• [Instructions for the task]:
Each line from the beginning of the data below through the line containing "pub fn new(config: &ApiConfig)" should be repeated exactly, please.

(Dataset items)
- - - - - - -
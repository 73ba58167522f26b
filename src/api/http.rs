//! reqwest-backed implementation of [`WalletApi`].

use std::time::Duration;

use async_trait::async_trait;
use serde::Serialize;
use serde::de::DeserializeOwned;
use tracing::debug;

use crate::config::ApiConfig;

use super::error::ApiError;
use super::types::{AmountRequest, CreateWalletRequest, LedgerResponse, TransferRequest, WalletRecord};
use super::WalletApi;

const IDEMPOTENCY_HEADER: &str = "Idempotency-Key";
const ERROR_BODY_LIMIT: usize = 512;

pub struct HttpWalletClient {
    client: reqwest::Client,
    base_url: String,
    mutation_timeout: Duration,
    read_timeout: Duration,
}

impl HttpWalletClient {
    pub fn new(config: &ApiConfig) -> Result<Self, ApiError> {
        let client = reqwest::Client::builder()
            .timeout(Duration::from_millis(config.mutation_timeout_ms))
            .build()?;

        Ok(Self {
            client,
            base_url: config.base_url.trim_end_matches('/').to_string(),
            mutation_timeout: Duration::from_millis(config.mutation_timeout_ms),
            read_timeout: Duration::from_millis(config.read_timeout_ms),
        })
    }

    fn url(&self, path: &str) -> String {
        format!("{}{}", self.base_url, path)
    }

    async fn post_json<B: Serialize, R: DeserializeOwned>(
        &self,
        path: &str,
        body: &B,
        idempotency_key: &str,
    ) -> Result<R, ApiError> {
        let url = self.url(path);
        debug!(%url, idempotency_key, "POST");
        let response = self
            .client
            .post(&url)
            .header(IDEMPOTENCY_HEADER, idempotency_key)
            .timeout(self.mutation_timeout)
            .json(body)
            .send()
            .await?;
        Self::decode(response).await
    }

    async fn get_json<R: DeserializeOwned>(&self, path: &str) -> Result<R, ApiError> {
        let url = self.url(path);
        debug!(%url, "GET");
        let response = self
            .client
            .get(&url)
            .timeout(self.read_timeout)
            .send()
            .await?;
        Self::decode(response).await
    }

    async fn decode<R: DeserializeOwned>(response: reqwest::Response) -> Result<R, ApiError> {
        let status = response.status();
        if !status.is_success() {
            let mut body = response.text().await.unwrap_or_default();
            body.truncate(ERROR_BODY_LIMIT);
            return Err(ApiError::Status {
                status: status.as_u16(),
                body,
            });
        }
        let bytes = response.bytes().await?;
        serde_json::from_slice(&bytes).map_err(|e| ApiError::Decode(e.to_string()))
    }
}

#[async_trait]
impl WalletApi for HttpWalletClient {
    async fn create_wallet(
        &self,
        request: &CreateWalletRequest,
        idempotency_key: &str,
    ) -> Result<WalletRecord, ApiError> {
        self.post_json("/wallets", request, idempotency_key).await
    }

    async fn credit(
        &self,
        wallet_id: &str,
        request: &AmountRequest,
        idempotency_key: &str,
    ) -> Result<(), ApiError> {
        let path = format!("/wallets/{}/credit", wallet_id);
        let _: serde_json::Value = self.post_json(&path, request, idempotency_key).await?;
        Ok(())
    }

    async fn debit(
        &self,
        wallet_id: &str,
        request: &AmountRequest,
        idempotency_key: &str,
    ) -> Result<(), ApiError> {
        let path = format!("/wallets/{}/debit", wallet_id);
        let _: serde_json::Value = self.post_json(&path, request, idempotency_key).await?;
        Ok(())
    }

    async fn transfer(
        &self,
        wallet_id: &str,
        request: &TransferRequest,
        idempotency_key: &str,
    ) -> Result<(), ApiError> {
        let path = format!("/wallets/{}/transfer", wallet_id);
        let _: serde_json::Value = self.post_json(&path, request, idempotency_key).await?;
        Ok(())
    }

    async fn get_wallet(&self, wallet_id: &str) -> Result<WalletRecord, ApiError> {
        self.get_json(&format!("/wallets/{}", wallet_id)).await
    }

    async fn ledger_entries(&self, wallet_id: &str) -> Result<LedgerResponse, ApiError> {
        self.get_json(&format!("/ledger/wallet/{}", wallet_id)).await
    }
}

#[cfg(test)]
mod tests {
    use super::*;

    #[test]
    fn test_base_url_trailing_slash_is_trimmed() {
        let config = ApiConfig {
            base_url: "http://localhost:3000/".to_string(),
            ..ApiConfig::default()
        };
        let client = HttpWalletClient::new(&config).unwrap();

        assert_eq!(client.url("/wallets"), "http://localhost:3000/wallets");
        assert_eq!(
            client.url("/ledger/wallet/wallet-1"),
            "http://localhost:3000/ledger/wallet/wallet-1"
        );
    }

    #[test]
    fn test_timeouts_come_from_config() {
        let config = ApiConfig {
            base_url: "http://localhost:3000".to_string(),
            mutation_timeout_ms: 10_000,
            read_timeout_ms: 5_000,
        };
        let client = HttpWalletClient::new(&config).unwrap();

        assert_eq!(client.mutation_timeout, Duration::from_secs(10));
        assert_eq!(client.read_timeout, Duration::from_secs(5));
    }
}
//! Client surface of the external wallet service.
//!
//! The harness talks to the service only through [`WalletApi`]; tests
//! substitute an in-memory implementation at the same seam.

mod error;
mod http;
mod types;

pub use error::ApiError;
pub use http::HttpWalletClient;
pub use types::{
    AmountRequest, CreateWalletRequest, LedgerResponse, TransferRequest, WalletRecord,
};

use async_trait::async_trait;

/// Unified interface to the wallet service HTTP surface.
#[async_trait]
pub trait WalletApi: Send + Sync {
    /// POST /wallets
    async fn create_wallet(
        &self,
        request: &CreateWalletRequest,
        idempotency_key: &str,
    ) -> Result<WalletRecord, ApiError>;

    /// POST /wallets/{id}/credit
    async fn credit(
        &self,
        wallet_id: &str,
        request: &AmountRequest,
        idempotency_key: &str,
    ) -> Result<(), ApiError>;

    /// POST /wallets/{id}/debit
    async fn debit(
        &self,
        wallet_id: &str,
        request: &AmountRequest,
        idempotency_key: &str,
    ) -> Result<(), ApiError>;

    /// POST /wallets/{id}/transfer
    async fn transfer(
        &self,
        wallet_id: &str,
        request: &TransferRequest,
        idempotency_key: &str,
    ) -> Result<(), ApiError>;

    /// GET /wallets/{id} — advisory balance read, may be stale by the time
    /// the caller acts on it.
    async fn get_wallet(&self, wallet_id: &str) -> Result<WalletRecord, ApiError>;

    /// GET /ledger/wallet/{id} — asynchronous projection read model.
    async fn ledger_entries(&self, wallet_id: &str) -> Result<LedgerResponse, ApiError>;
}
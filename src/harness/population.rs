//! Wallet population build phase.

use std::time::Duration;

use futures::stream::{self, StreamExt};
use rand::Rng;
use serde_json::json;
use tokio::time::sleep;
use tracing::{debug, info, warn};

use crate::api::{CreateWalletRequest, WalletApi, WalletRecord};
use crate::capture::CaptureSink;
use crate::idgen;

use super::error::HarnessError;
use super::policy::OperationPolicy;
use super::stats::StatsAggregator;

/// Creates the wallet population and tallies creation outcomes. Individual
/// create failures are tallied and captured, never retried; only a fully
/// empty population is fatal.
pub struct WalletPopulationBuilder<'a> {
    api: &'a dyn WalletApi,
    policy: &'a OperationPolicy,
    stats: &'a StatsAggregator,
    capture: &'a CaptureSink,
    pacing: Duration,
}

impl<'a> WalletPopulationBuilder<'a> {
    pub fn new(
        api: &'a dyn WalletApi,
        policy: &'a OperationPolicy,
        stats: &'a StatsAggregator,
        capture: &'a CaptureSink,
        pacing: Duration,
    ) -> Self {
        Self {
            api,
            policy,
            stats,
            capture,
            pacing,
        }
    }

    /// Create `count` wallets, at most `parallelism` requests in flight.
    /// With `parallelism == 1` requests run strictly in submission order with
    /// the pacing delay between them; above that, completion order decides
    /// the population order.
    pub async fn build<R: Rng>(
        &self,
        count: usize,
        parallelism: usize,
        rng: &mut R,
    ) -> Result<Vec<WalletRecord>, HarnessError> {
        // Identities and balances are drawn up front, in submission order.
        let requests: Vec<CreateWalletRequest> = (0..count)
            .map(|_| CreateWalletRequest {
                wallet_id: idgen::wallet_id(),
                owner_id: idgen::owner_id(),
                initial_balance: self.policy.initial_balance(rng),
            })
            .collect();

        info!(count, parallelism, "Creating wallet population");

        let mut population = Vec::with_capacity(count);
        if parallelism <= 1 {
            for (i, request) in requests.iter().enumerate() {
                if let Some(wallet) = self.create_one(request).await {
                    population.push(wallet);
                }
                self.log_progress(i + 1, count);
                if i + 1 < count {
                    sleep(self.pacing).await;
                }
            }
        } else {
            let mut creates = stream::iter(requests.iter())
                .map(|request| self.create_one(request))
                .buffer_unordered(parallelism);
            let mut done = 0;
            while let Some(result) = creates.next().await {
                done += 1;
                if let Some(wallet) = result {
                    population.push(wallet);
                }
                self.log_progress(done, count);
            }
        }

        if population.is_empty() {
            return Err(HarnessError::EmptyPopulation);
        }
        info!(
            created = population.len(),
            failed = count - population.len(),
            "Population build complete"
        );
        Ok(population)
    }

    async fn create_one(&self, request: &CreateWalletRequest) -> Option<WalletRecord> {
        let key = idgen::idempotency_key();
        match self.api.create_wallet(request, &key).await {
            Ok(wallet) => {
                debug!(wallet_id = %wallet.id, balance = wallet.balance, "Wallet created");
                self.stats.record_wallet(true);
                Some(wallet)
            }
            Err(e) => {
                warn!(wallet_id = %request.wallet_id, error = %e, "Wallet creation failed");
                self.stats.record_wallet(false);
                self.capture.record(
                    "create_wallet_error",
                    &e.to_string(),
                    Some(json!({
                        "walletId": request.wallet_id,
                        "ownerId": request.owner_id,
                        "initialBalance": request.initial_balance,
                    })),
                );
                None
            }
        }
    }

    fn log_progress(&self, done: usize, total: usize) {
        if done % 10 == 0 || done == total {
            info!(
                done,
                total,
                created = self.stats.wallets_created(),
                "Creation progress"
            );
        }
    }
}
use thiserror::Error;

/// Per-request failure against the wallet service. Timeouts surface as
/// `Http` and are normal failure outcomes, never retried.
#[derive(Debug, Error)]
pub enum ApiError {
    #[error("HTTP request failed: {0}")]
    Http(#[from] reqwest::Error),

    #[error("Service returned {status}: {body}")]
    Status { status: u16, body: String },

    #[error("Response decode failed: {0}")]
    Decode(String),
}
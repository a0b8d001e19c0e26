//! pkb CLI - Entry point
//!
//! Usage: pkb <command> [options]

use anyhow::Result;
use clap::Parser;
use tracing_subscriber::{layer::SubscriberExt, util::SubscriberInitExt};

use pkb::cli::{Cli, Commands};

#[tokio::main]
async fn main() -> Result<()> {
    // Initialize tracing
    tracing_subscriber::registry()
        .with(tracing_subscriber::fmt::layer().with_writer(std::io::stderr))
        .with(tracing_subscriber::EnvFilter::from_default_env())
        .init();

    // Parse CLI arguments
    let cli = Cli::parse();

    match cli.command {
        Commands::Add(args) => pkb::cli::add::run(args).await,
        Commands::Search(args) => pkb::cli::search::run(args).await,
        Commands::List(args) => pkb::cli::list::run(args).await,
        Commands::Serve(args) => pkb::cli::serve::run(args).await,
    }
}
- - - - - - -
• [Problem solution]:
repository 73ba58167522f26b
filename src/api/http.rs
//! reqwest-backed implementation of [`WalletApi`].

use std::time::Duration;

use async_trait::async_trait;
use serde::Serialize;
use serde::de::DeserializeOwned;
use tracing::debug;

use crate::config::ApiConfig;

use super::error::ApiError;
use super::types::{AmountRequest, CreateWalletRequest, LedgerResponse, TransferRequest, WalletRecord};
use super::WalletApi;

const IDEMPOTENCY_HEADER: &str = "Idempotency-Key";
const ERROR_BODY_LIMIT: usize = 512;

pub struct HttpWalletClient {
    client: reqwest::Client,
    base_url: String,
    mutation_timeout: Duration,
    read_timeout: Duration,
}

impl HttpWalletClient {
    pub fn new(config: &ApiConfig) -> Result<Self, ApiError> {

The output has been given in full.